Web scraping engine
Project description
Rubbernecker
A powerful web scraping engine built with Python and SeleniumBase that crawls web pages, stores raw HTML, and parses structured data. Rubbernecker supports configurable page actions, depth-based crawling, and proxy integration.
Overview
Rubbernecker provides four main commands:
chrome- Launch a Chrome browser instance with debugging capabilitiescrawl- Scrape websites and save raw HTML to Avro filesparse- Extract structured data from crawled HTMLproxy- Run a local proxy server for routing requests
Installation
Prerequisites
Python 3.12+
Rubbernecker requires Python 3.12 or higher.
Google Chrome
Rubbernecker uses SeleniumBase with Chrome for web crawling.
macOS:
brew install --cask google-chrome
Fedora/RHEL (including WSL 2):
sudo dnf install -y fedora-workstation-repositories
sudo dnf config-manager setopt google-chrome.enabled=1
sudo dnf install -y google-chrome-stable
Ubuntu/Debian:
wget -q -O - https://dl.google.com/linux/linux_signing_key.pub | sudo apt-key add -
echo "deb [arch=amd64] http://dl.google.com/linux/chrome/deb/ stable main" | sudo tee /etc/apt/sources.list.d/google-chrome.list
sudo apt update
sudo apt install -y google-chrome-stable
Setup
Install dependencies and set up environment:
make install
Or manually:
poetry env use python3.12
poetry install
Quick Start
See QUICKSTART.md for a step-by-step tutorial to get up and running in minutes.
Commands
rubbernecker chrome
Launch a Chrome browser instance with DevTools Protocol enabled.
Options:
--headless- Run Chrome in headless mode (no GUI)--chrome_debug_port PORT- Port for Chrome DevTools Protocol (default: 9222)--proxy_server URL- Route traffic through a proxy server
Examples:
# Launch Chrome with visual interface
poetry run rubbernecker chrome
# Launch headless Chrome on custom port
poetry run rubbernecker chrome --headless --chrome_debug_port 9223
# Launch Chrome through a proxy
poetry run rubbernecker chrome --proxy_server "http://localhost:3128"
rubbernecker crawl
Crawl web pages and save raw HTML to Avro files.
Syntax:
rubbernecker crawl [OPTIONS] INPUT_URL OUTPUT_URL
Arguments:
INPUT_URL- File containing URLs to crawl (text, JSON, or Avro format)OUTPUT_URL- Path where crawled data will be saved (Avro format)
Key Options:
--input_format FORMAT- Input file format: TEXT, JSON, or AVRO--chrome_debug_port PORT- Connect to Chrome on this port (default: 9222)--max_depth N- Maximum crawl depth for following links (default: 0)--max_retries N- Retry failed requests up to N times--sleep_success SECONDS- Wait time after successful requests--sleep_error SECONDS- Wait time after errors--load_actions FILE- Actions to perform after page load--crawl_actions FILE- Actions to discover and crawl additional links--use_bloom_filter- Skip duplicate URLs (useful for large crawls)--max_errors N- Stop after N errors--interactive- Prompt before each crawl action
Examples:
# Basic crawl
poetry run rubbernecker crawl tmp/urls.txt tmp/output.avro
# Crawl with depth (follow links up to 2 levels)

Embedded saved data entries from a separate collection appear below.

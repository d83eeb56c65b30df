use chrono::{DateTime, NaiveDate, NaiveDateTime};

use crate::process::utils::clean_str;

/// Date-only layouts, tried in order. Numeric day/month layouts are read
/// day-first: the exports come from an Indian regulator. This knowingly
/// differs from pandas' month-first `to_datetime` default.
pub const DATE_FORMATS: &[&str] = &[
    "%Y-%m-%d",
    "%Y/%m/%d",
    "%d-%m-%Y",
    "%d/%m/%Y",
    "%d.%m.%Y",
    "%d-%b-%Y",
    "%d-%B-%Y",
    "%d %b %Y",
    "%d %B %Y",
    "%b %d, %Y",
    "%B %d, %Y",
];

/// Layouts carrying a time of day; the time is dropped.
pub const DATETIME_FORMATS: &[&str] = &[
    "%Y-%m-%d %H:%M:%S",
    "%Y-%m-%d %H:%M",
    "%Y-%m-%dT%H:%M:%S",
    "%Y-%m-%dT%H:%M:%S%.f",
    "%Y/%m/%d %H:%M:%S",
    "%d-%m-%Y %H:%M:%S",
    "%d-%m-%Y %H:%M",
    "%d/%m/%Y %H:%M:%S",
    "%d/%m/%Y %H:%M",
    "%d-%m-%Y %I:%M %p",
    "%d/%m/%Y %I:%M %p",
    "%d-%b-%Y %H:%M:%S",
];

/// Lenient parse of one cell into a calendar date.
///
/// Returns `None` for empty cells and anything no layout accepts; never errors.
pub fn parse_date(raw: &str) -> Option<NaiveDate> {
    let s = clean_str(raw);
    if s.is_empty() {
        return None;
    }

    DATE_FORMATS
        .iter()
        .find_map(|f| NaiveDate::parse_from_str(&s, f).ok())
        .or_else(|| {
            DATETIME_FORMATS
                .iter()
                .find_map(|f| NaiveDateTime::parse_from_str(&s, f).ok())
                .map(|dt| dt.date())
        })
        // offset-carrying stamps keep their own calendar date, no conversion
        .or_else(|| {
            DateTime::parse_from_rfc3339(&s)
                .ok()
                .map(|dt| dt.date_naive())
        })
}
use tracing_subscriber::{fmt, EnvFilter};

/// Install the fmt subscriber; `RUST_LOG` overrides `default_filter`.
pub fn init(default_filter: &str) {
    let env = EnvFilter::try_from_default_env().unwrap_or_else(|_| EnvFilter::new(default_filter));
    // a second init (tests, embedding) keeps the first subscriber
    let _ = fmt::Subscriber::builder()
        .with_env_filter(env)
        .with_span_events(fmt::format::FmtSpan::CLOSE)
        .try_init();
}

/// Log capture for tests: runs `f` under a scoped fmt subscriber writing into
/// a buffer and returns what was logged.
#[cfg(test)]
pub(crate) fn capture_logs<F: FnOnce()>(f: F) -> String {
    use std::io;
    use std::sync::{Arc, Mutex};

    #[derive(Clone, Default)]
    struct Buf(Arc<Mutex<Vec<u8>>>);

    impl io::Write for Buf {
        fn write(&mut self, data: &[u8]) -> io::Result<usize> {
            self.0.lock().unwrap().extend_from_slice(data);
            Ok(data.len())
        }
        fn flush(&mut self) -> io::Result<()> {
            Ok(())
        }
    }

    let buf = Buf::default();
    let writer = buf.clone();
    let subscriber = fmt::fmt()
        .with_writer(move || writer.clone())
        .with_ansi(false)
        .with_max_level(tracing::Level::DEBUG)
        .finish();
    tracing::subscriber::with_default(subscriber, f);

    let bytes = buf.0.lock().unwrap().clone();
    String::from_utf8_lossy(&bytes).into_owned()
}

poetry run rubbernecker crawl tmp/urls.txt tmp/output.avro --max_depth 2
# Crawl with custom actions
poetry run rubbernecker crawl tmp/urls.txt tmp/output.avro \
--load_actions tmp/load-actions.txt \
--crawl_actions tmp/crawl-actions.txt
# Crawl with error handling
poetry run rubbernecker crawl tmp/urls.txt tmp/output.avro \
--max_retries 3 \
--max_errors 10 \
--sleep_error 5
rubbernecker parse
Extract structured data from crawled HTML using parsers.
Syntax:
rubbernecker parse PARSER_CLASS INPUT_URL OUTPUT_URL
Arguments:
PARSER_CLASS- Fully qualified parser class nameINPUT_URL- Avro file from crawl commandOUTPUT_URL- Path for parsed output (Avro format)
Available Parsers:
rubbernecker.parse.standard.StandardPageParser- Extracts title, headers, links, and body text
Examples:
# Parse with standard parser
poetry run rubbernecker parse rubbernecker.parse.standard.StandardPageParser \
tmp/raw.avro tmp/parsed.avro
# View parsed results
poetry run avrokit tojson tmp/parsed.avro | jq .
rubbernecker proxy
Run a local proxy server to route requests through an upstream proxy.
Syntax:
rubbernecker proxy UPSTREAM [LISTEN]
Arguments:
UPSTREAM- Upstream proxy (e.g.,username:password@proxy.example.com:8000)LISTEN- Local address to listen on (default:127.0.0.1:3128)
Example:
# Start proxy server
poetry run rubbernecker proxy "$PROXY_USER:$PROXY_PASS@proxy.example.com:8000" "127.0.0.1:3128"
# Use proxy in Chrome
poetry run rubbernecker chrome --proxy_server "http://127.0.0.1:3128" --headless
# Use proxy in crawl
poetry run rubbernecker crawl tmp/urls.txt tmp/output.avro --chrome_debug_port 9222
Action Scripts
Action scripts define automated interactions with web pages using CSS selectors.
Action Script Format
[url_pattern_regex]
ACTION_NAME selector arguments
ACTION_NAME selector arguments
...
Available Actions
- SLEEP
seconds- Wait for specified duration - SCROLL
pixels- Scroll page vertically - INPUT
selector text- Fill form input with text - CLICK
selector- Click an element - CLICK_IF_EXISTS
selector- Click if element is present
Example: Load Actions
Actions to perform after each page loads (use --load_actions flag):
cat > tmp/load-actions.txt << EOF
[news\.ycombinator\.com]
SLEEP 2
SCROLL 500
SLEEP 1
EOF
Example: Crawl Actions
Actions to discover additional URLs during crawling (use --crawl_actions flag):
cat > tmp/crawl-actions.txt << EOF
[news\.ycombinator\.com]
CLICK a.morelink
EOF
This will click the "More" link on Hacker News to discover additional pages.
Advanced Usage
Full Crawl Example
Complete example crawling Hacker News with actions:
# Prepare directories
mkdir -p tmp
# Create URL list
cat > tmp/requests.txt << EOF
https://news.ycombinator.com/
EOF
# Create load actions (wait for page to stabilize)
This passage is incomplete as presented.